The perceptron is an algorithm for supervised learning of binary classifiers in a feed forward neural network. The perceptron is a linear classifier, it can decide whether an input vector belongs to a specific class.
The perceptron algorithm works in the following way:
- Multiply all inputs (x) with their respective weights (w)
- Add all of the results (=weighted sum)
(maybe add a bias)
- Put this in a transfer function (e.g. Heaviside).
Note: Step 1 is equivalent to taking the dot product between the inputs and the weights.
What is the perceptron XOR problem?
The fact that a one layer perceptron cannot learn an exclusive or function.
What is the role of convolutional layers?
Convolutional layers extract features.
The convolution is performed on the input data with the use of a filter or kernel (these terms are used interchangeably) to then produce a feature map. We execute a convolution by sliding the filter over the input. At every location, a matrix multiplication is performed and sums the result onto the feature map.
This is a convolution operation. You can see the filter (the green square) is sliding over our input (the blue square) and the sum of the convolution goes into the feature map (the red square). The area of the filter is also called the receptive field. The size of this filter is 3x3. The fact that one filter is used for the entire image makes convolutional neural networks very location-invariant and prevents them from overfitting. This means they are able to recognise features independent of their location in the input image.
Numerous convolutions are performed on our input, where each operation uses a different filter. This results in different feature maps. In the end, we take all of these feature maps and put them together as the final output of the convolution layer.
What is the role of Regularisation?
Regularization simplifies network connections.
We want to have neural networks that they are able to generalise well, i.e. having weights so that they perform well on multiple datasets (instead of one specific dataset). In supervised learning we can measure the performance of a network by subtracting the predictions from the ground truth labels. The difference between the two is the loss or cost.
The loss is calculated by adding the regularisation term to the error.

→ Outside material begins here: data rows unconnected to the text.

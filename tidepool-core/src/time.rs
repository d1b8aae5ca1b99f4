//! Time provider abstraction.
//!
//! The transport needs time for exactly two things: bounding connects and
//! handshakes, and parking a losing crossed dial until the winning one
//! lands. Both go through [`TimeProvider`].

use async_trait::async_trait;
use std::future::Future;
use std::time::{Duration, Instant};
use thiserror::Error;

/// Errors that can occur during time operations.
#[derive(Debug, Clone, PartialEq, Eq, Error)]
pub enum TimeError {
    /// The operation timed out.
    #[error("operation timed out")]
    Elapsed,
}

/// Provider trait for time operations.
#[async_trait(?Send)]
pub trait TimeProvider: Clone {
    /// Sleep for the specified duration.
    async fn sleep(&self, duration: Duration);

    /// Time elapsed since the provider was created.
    fn now(&self) -> Duration;

    /// Run a future with a timeout.
    ///
    /// Returns `Ok(result)` if the future completes within `duration`,
    /// `Err(TimeError::Elapsed)` otherwise. The future is dropped on expiry.
    async fn timeout<F, T>(&self, duration: Duration, future: F) -> Result<T, TimeError>
    where
        F: Future<Output = T>;
}

/// Wall-clock time through tokio's timer.
#[derive(Debug, Clone)]
pub struct TokioTimeProvider {
    start: Instant,
}

impl TokioTimeProvider {
    /// Create a new Tokio time provider.
    pub fn new() -> Self {
        Self {
            start: Instant::now(),
        }
    }
}

impl Default for TokioTimeProvider {
    fn default() -> Self {
        Self::new()
    }
}

#[async_trait(?Send)]
impl TimeProvider for TokioTimeProvider {
    async fn sleep(&self, duration: Duration) {
        tokio::time::sleep(duration).await;
    }

    fn now(&self) -> Duration {
        self.start.elapsed()
    }

    async fn timeout<F, T>(&self, duration: Duration, future: F) -> Result<T, TimeError>
    where
        F: Future<Output = T>,
    {
        tokio::time::timeout(duration, future)
            .await
            .map_err(|_| TimeError::Elapsed)
    }
}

By doing this, regularisation discourages the complexity of the model. Reducing a weight to a value close to zero will decrease the loss and simplify the mode. This helps to prevent overfitting.
Explain the difference between L1 and L2 regularisation.
L1: a cost based on the norm of the weights in the network
L2: a cost based on the euclidean length of the weights of the network
What is the difference between regression and classification?
Classification: is about predicting a label (discrete class / category)
Regression: about predicting a quantity (numerical value) given inputs.
What is overfitting?
Overfitting is a phenomenon that occurs when a machine learning or statistics model is tailored to a particular training dataset and is unable to generalise to unseen data. This is a problem in complex models, like deep neural networks. In other words, an overfitted model performs well on training data but fails to generalize.
Usually, the more parameters the model has, the more functions it can represent and the more likely it is to overfit.